Bad RAG often starts with bad ingestion.

The model may be strong. The vector database may be fast. The prompt may be careful. But if the ingestion pipeline loses headings, merges unrelated pages, drops tables, strips dates, ignores permissions, or overwrites source versions, the application will retrieve weak evidence and generate weak answers.

Document ingestion is not “upload file then chunk text”.

It is a production data pipeline that transforms raw source artifacts into canonical, traceable, permission-aware, versioned knowledge elements.


1. Kaufman Framing

The target skill:

Given heterogeneous enterprise documents, build an ingestion pipeline that produces clean, structured, traceable, and reprocessable knowledge units for downstream retrieval and generation.

Decompose it into subskills.

SubskillMeaningFailure If Ignored
Source modelingKnow where documents come from and who owns themstale or unauthorized data enters the corpus
Artifact fingerprintingDetect unchanged, changed, duplicate, and deleted sourcesfull reprocessing and inconsistent indexes
ParsingConvert raw files into structured elementstext loss, table loss, broken citations
CanonicalizationNormalize documents without destroying meaningretrieval noise or evidence distortion
Metadata extractionCapture tenant, ACL, type, date, status, jurisdictionretrieval cannot filter correctly
ProvenancePreserve page, section, line, source version, and hashanswers cannot be audited
Quality gatesDetect parse loss and malformed outputbad data silently enters index
ReprocessingRebuild chunks/indexes after pipeline changesknowledge base cannot evolve safely

The first practice goal:

Build an ingestion pipeline that takes raw documents, creates canonical document elements with provenance, and emits a manifest suitable for chunking and embedding.


2. Ingestion Is a Pipeline, Not a Function

A production ingestion pipeline has stages.

Each stage should be independently observable and retryable.

If a parser fails, you should not lose the fetched artifact.

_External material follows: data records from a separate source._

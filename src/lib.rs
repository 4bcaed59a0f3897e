//! Kapital Cache - cache-aside layer for data-producing operations
//!
//! Wraps named producers with deterministic key derivation, tiered TTL policy
//! (including expiry at the next UTC midnight), a circuit breaker around a
//! Redis-compatible store, and hit/miss statistics. An axum router exposes the
//! administrative operations.

pub mod api;
pub mod cache;
pub mod config;
pub mod error;
pub mod models;
pub mod tasks;

pub use api::{create_router, AppState};
pub use cache::{cached, CacheConfig, CacheService, Cached, Producer, Store};
pub use config::Config;
pub use tasks::spawn_maintenance;
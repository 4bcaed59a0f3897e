//! API Handlers
//!
//! HTTP request handlers for the cache admin endpoints. Unlike cached producers,
//! these report backend unavailability (503) instead of degrading silently.

use std::sync::Arc;

use axum::{
    extract::{Path, Query, State},
    Json,
};
use tracing::info;

use crate::cache::{CacheService, KeyValue, PingReport, StatsReport, StrategyCatalogue};
use crate::error::{CacheError, Result};
use crate::models::{
    DeleteResponse, HealthResponse, InvalidateRequest, InvalidateResponse, KeyListResponse,
    KeysQuery, MaintenanceResponse, MessageResponse, SetKeyRequest, SetResponse,
};
use crate::tasks::spawn_maintenance;

/// Application state shared across all handlers.
///
/// Holds the process-wide cache service; cloning only bumps the reference count.
#[derive(Debug, Clone)]
pub struct AppState {
    pub cache: Arc<CacheService>,
}

impl AppState {
    pub fn new(cache: Arc<CacheService>) -> Self {
        Self { cache }
    }
}

/// Handler for GET /v1/cache/stats
pub async fn stats_handler(State(state): State<AppState>) -> Result<Json<StatsReport>> {
    state.cache.ensure_available().await?;
    Ok(Json(state.cache.stats().await))
}

/// Handler for POST /v1/cache/stats/reset
pub async fn reset_stats_handler(State(state): State<AppState>) -> Json<MessageResponse> {
    state.cache.reset_stats();
    Json(MessageResponse::new("Cache statistics reset"))
}

/// Handler for POST /v1/cache/clear
pub async fn clear_handler(State(state): State<AppState>) -> Result<Json<MessageResponse>> {
    state.cache.clear().await?;
    Ok(Json(MessageResponse::new("Cache cleared successfully")))
}

/// Handler for POST /v1/cache/invalidate
pub async fn invalidate_handler(
    State(state): State<AppState>,
    Json(req): Json<InvalidateRequest>,
) -> Result<Json<InvalidateResponse>> {
    if let Some(error_msg) = req.validate() {
        return Err(CacheError::InvalidRequest(error_msg));
    }

    let affected = state.cache.invalidate_checked(&req.pattern).await?;
    info!(
        pattern = %req.pattern,
        reason = req.reason.as_deref().unwrap_or("-"),
        affected,
        "Invalidation requested"
    );

    Ok(Json(InvalidateResponse::new(&req.pattern, affected)))
}

/// Handler for GET /v1/cache/keys
pub async fn list_keys_handler(
    State(state): State<AppState>,
    Query(query): Query<KeysQuery>,
) -> Result<Json<KeyListResponse>> {
    let pattern = query.pattern();
    let keys = state.cache.list_keys(pattern, query.limit).await?;
    Ok(Json(KeyListResponse::new(pattern, keys)))
}

/// Handler for GET /v1/cache/keys/:key
pub async fn get_key_handler(
    State(state): State<AppState>,
    Path(key): Path<String>,
) -> Result<Json<KeyValue>> {
    Ok(Json(state.cache.get_raw(&key).await?))
}

/// Handler for PUT /v1/cache/keys
pub async fn set_key_handler(
    State(state): State<AppState>,
    Json(req): Json<SetKeyRequest>,
) -> Result<Json<SetResponse>> {
    if let Some(error_msg) = req.validate() {
        return Err(CacheError::InvalidRequest(error_msg));
    }

    let policy = req.policy();
    state.cache.set_raw(&req.key, req.value, &policy).await?;

    Ok(Json(SetResponse::new(req.key)))
}

/// Handler for DELETE /v1/cache/keys/:key
pub async fn delete_key_handler(
    State(state): State<AppState>,
    Path(key): Path<String>,
) -> Result<Json<DeleteResponse>> {
    state.cache.delete_raw(&key).await?;
    Ok(Json(DeleteResponse::new(key)))
}

/// Handler for GET /v1/cache/strategy
pub async fn strategy_handler(State(state): State<AppState>) -> Json<StrategyCatalogue> {
    Json(state.cache.strategies())
}

/// Handler for GET /v1/cache/ping
pub async fn ping_handler(State(state): State<AppState>) -> Json<PingReport> {
    Json(state.cache.ping().await)
}

/// Handler for POST /v1/cache/maintenance
///
/// Returns as soon as the task is spawned.
pub async fn maintenance_handler(
    State(state): State<AppState>,
) -> Result<Json<MaintenanceResponse>> {
    state.cache.ensure_available().await?;
    spawn_maintenance(Arc::clone(state.cache.store()));
    Ok(Json(MaintenanceResponse::scheduled()))
}

/// Handler for GET /health
pub async fn health_handler(State(state): State<AppState>) -> Json<HealthResponse> {
    let cache = state.cache.health().await;
    let now = state.cache.store().clock().now();
    Json(HealthResponse::from_store(cache, now))
}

If metadata extraction fails, you should not silently index the document as public. If chunking changes, you should not refetch every source artifact unnecessarily.


3. Source Artifact vs Canonical Document

Separate the raw artifact from the parsed/canonical representation.

ConceptMeaningExample
Source artifactraw file or source recordPDF, DOCX, HTML page, email, scanned image
Source metadatametadata from origin systemURL, owner, updated_at, ACL, case id
Artifact versionimmutable fetched snapshothash + timestamp + storage URI
Canonical documentnormalized representationtitle, sections, elements, tables
Document elementtyped piece of contentheading, paragraph, list item, table, figure
Chunk candidateretrieval-oriented unitsection group, paragraph group, table summary

Do not overwrite raw artifacts. Store immutable versions.

A raw artifact is evidence. A canonical document is your interpretation of that evidence.


4. Data Model

A useful ingestion model starts with explicit document versions.

from datetime import datetime
from enum import StrEnum
from typing import Any
from pydantic import BaseModel, Field


class ElementType(StrEnum):
    TITLE = "title"
    HEADING = "heading"
    PARAGRAPH = "paragraph"
    LIST_ITEM = "list_item"
    TABLE = "table"
    IMAGE = "image"
    FOOTNOTE = "footnote"
    HEADER = "header"
    FOOTER = "footer"


class SourceArtifact(BaseModel):
    artifact_id: str
    tenant_id: str
    source_system: str
    source_uri: str
    source_updated_at: datetime | None = None
    content_type: str
    binary_sha256: str
    storage_uri: str
    fetched_at: datetime
    metadata: dict[str, Any] = Field(default_factory=dict)


class DocumentElement(BaseModel):
    element_id: str
    document_id: str
    document_version: str
    element_type: ElementType
    text: str
    order: int
    page_number: int | None = None
    section_path: list[str] = Field(default_factory=list)
    parent_element_id: str | None = None
    metadata: dict[str, Any] = Field(default_factory=dict)
    source_offsets: dict[str, Any] = Field(default_factory=dict)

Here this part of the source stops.